She’s pretty and pale and sad and just wants to get home. When you pick her up on the dark wet road, you don’t yet know she’s dead.

Maybe she just tells you where she lives, then sits silently in her dress that’s sometimes white and always the last she’ll ever wear. Maybe she’s chatty, a charming flapper or debutante or hippie, and you fall a little bit in love with the girl you’ll always remember during that dark drive you’ll never forget. Maybe she shivers and you loan her your jacket. Later, you’ll shiver, too.

At your destination, you turn around from looking at the house and she’s gone. Your flashlight shows no footprints in the mud. Knowing what story you’re in, you walk up the wet path to the dark doorway of the dark house and knock.

The person who answers isn’t surprised and tells you the pale girl died decades ago, on that same dark road coming back from the dance that may have been her first and will always be her last, to the home she’ll never reach. Maybe you’re shown an old photo and told the dead girl’s name. Maybe the dead girl said it before leaving your car without getting out of it.

Maybe you later find your jacket on her grave.

She never quite gets home, but she gets around, the ghost girl does, stepping into cars but not out of them in every state in the nation, giving many different names. Sometimes it’s Mary or Laurie, but in Jamestown, she’s Lydia, waiting by Lydia’s Bridge, which isn’t a bridge, but an abandoned underpass about a hundred feet from where the present railway bridge crosses over East Main Street (formerly High Point Road).

Now, writers and ghost hunters Michael Renegar and Amy Greer claim to have found the woman behind the local legend. Their “Looking for ‘Lydia:’ The Thirty-Year Search for the Jamestown Hitchhiker,” published last month by CaryPress International, may surprise those who think they know the oft-told tale of the dead girl on the dark road. They said June 20 marks the 98th anniversary of the crash that killed the woman now famous as Guilford County’s roadside revenant.

The authors believe she still appears there nearly a century after dying on that wet dark road, accepting the assistance of, then spooking, generations of Good Samaritans. But while they consider both her demise and its paranormal aftermath factual, they dispute some details of the story. Renegar and Greer said Lydia was not the name of the woman who died on that Sunday night in 1920.
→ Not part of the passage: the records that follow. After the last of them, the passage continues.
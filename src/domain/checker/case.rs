//! CASE group

use serde::Deserialize;

use super::comparison::Comparison;
use super::format_checker::{plural, FormatChecker};
use super::kind::CheckerKind;
use super::text::{clean_and_split, is_lower, is_upper};

#[derive(Debug, Clone, Default, Deserialize)]
#[serde(deny_unknown_fields)]
pub struct AllUppercaseChecker {}

impl FormatChecker for AllUppercaseChecker {
    fn kind(&self) -> CheckerKind {
        CheckerKind::AllUppercase
    }

    fn check(&self, value: &str) -> bool {
        is_upper(value)
    }

    fn description(&self) -> String {
        "The argument value must be in uppercase. A string is uppercase if all cased characters in the string are uppercase and there is at least one cased character in the string.".to_string()
    }
}

#[derive(Debug, Clone, Default, Deserialize)]
#[serde(deny_unknown_fields)]
pub struct AllLowercaseChecker {}

impl FormatChecker for AllLowercaseChecker {
    fn kind(&self) -> CheckerKind {
        CheckerKind::AllLowercase
    }

    fn check(&self, value: &str) -> bool {
        is_lower(value)
    }

    fn description(&self) -> String {
        "The argument value must be in lowercase. A string is lowercase if all cased characters in the string are lowercase and there is at least one cased character in the string.".to_string()
    }
}

#[derive(Debug, Clone, Deserialize)]
#[serde(deny_unknown_fields)]
pub struct NAllCapitalWordsChecker {
    #[serde(rename = "N", alias = "count")]
    pub n: usize,
    #[serde(default)]
    pub comparison_option: Comparison,
}

impl FormatChecker for NAllCapitalWordsChecker {
    fn kind(&self) -> CheckerKind {
        CheckerKind::NAllCapitalWords
    }

    fn check(&self, value: &str) -> bool {
        let count = clean_and_split(value, false)
            .iter()
            .filter(|word| is_upper(word))
            .count();

        self.comparison_option.compare(count, self.n)
    }

    fn description(&self) -> String {
        format!(
            "The argument value must contain {} {} word{} written entirely in capital (uppercase) letters.",
            self.comparison_option,
            self.n,
            plural(self.n)
        )
    }
}

#[cfg(test)]
mod tests {
    use super::*;

    fn capitals(n: usize, comparison_option: Comparison) -> NAllCapitalWordsChecker {
        NAllCapitalWordsChecker {
            n,
            comparison_option,
        }
    }

    #[test]
    fn test_all_uppercase() {
        let checker = AllUppercaseChecker::default();
        assert!(checker.check("HELLO"));
        assert!(checker.check("UPPERCASE"));
        assert!(checker.check("HELLO, WORLD 42!"));
        assert!(!checker.check("Hello"));
        assert!(!checker.check("123"));
        assert!(!checker.check("!@#"));
        assert!(!checker.check(""));
        assert!(!checker.check("HELLO world"));
    }

    #[test]
    fn test_all_lowercase() {
        let checker = AllLowercaseChecker::default();
        assert!(checker.check("hello"));
        assert!(checker.check("привет, мир"));
        assert!(!checker.check("Hello"));
        assert!(!checker.check("123"));
        assert!(!checker.check(""));
        assert!(!checker.check("hello WORLD"));
    }

    #[test]
    fn test_n_all_capital_words() {
        let exactly = capitals(2, Comparison::Exactly);
        assert!(exactly.check("HELLO WORLD"));
        assert!(exactly.check("HELLO, WORLD!"));
        assert!(!exactly.check("HELLO"));
        assert!(!exactly.check("HELLO world"));
        assert!(!exactly.check(""));

        let at_least = capitals(2, Comparison::AtLeast);
        assert!(at_least.check("HELLO world WORLD"));
        assert!(!at_least.check("hello world"));

        let at_most = capitals(2, Comparison::AtMost);
        assert!(at_most.check(""));
        assert!(at_most.check("HELLO!"));
        assert!(!at_most.check("HELLO WORLD AGAIN"));
    }

    #[test]
    fn test_digits_alone_are_not_capital_words() {
        assert!(capitals(1, Comparison::Exactly).check("NASA 2024"));
        assert!(capitals(1, Comparison::Exactly).check("A1 b2"));
    }
}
“I call her Annie,” said Winston-Salem native Amy Greer in a recent phone conversation. “Michael calls her Annie Lou or Annie Ludia [pronounced “Loo-dia”] but we don’t really know what her middle name was.”

East Bend native Michael Renegar, author or co-author of three previous books (two with Greer) on Tarheel hauntings, wrote in an email that he has an idea what the “L” stands for in “Annie L. Jackson,” the name on her death certificate. “Her maternal grandmother Lucinda was known as Ludia, and this appears to have been Annie Jackson’s middle name. Thus, Annie Ludia Jackson, shortened to Annie Lou.”

He also explained that she wasn’t coming back from a dance and that she wasn’t a teenager or college girl. “This is actually the norm,” he wrote in an e-mail. “Truth and legend rarely match closely.”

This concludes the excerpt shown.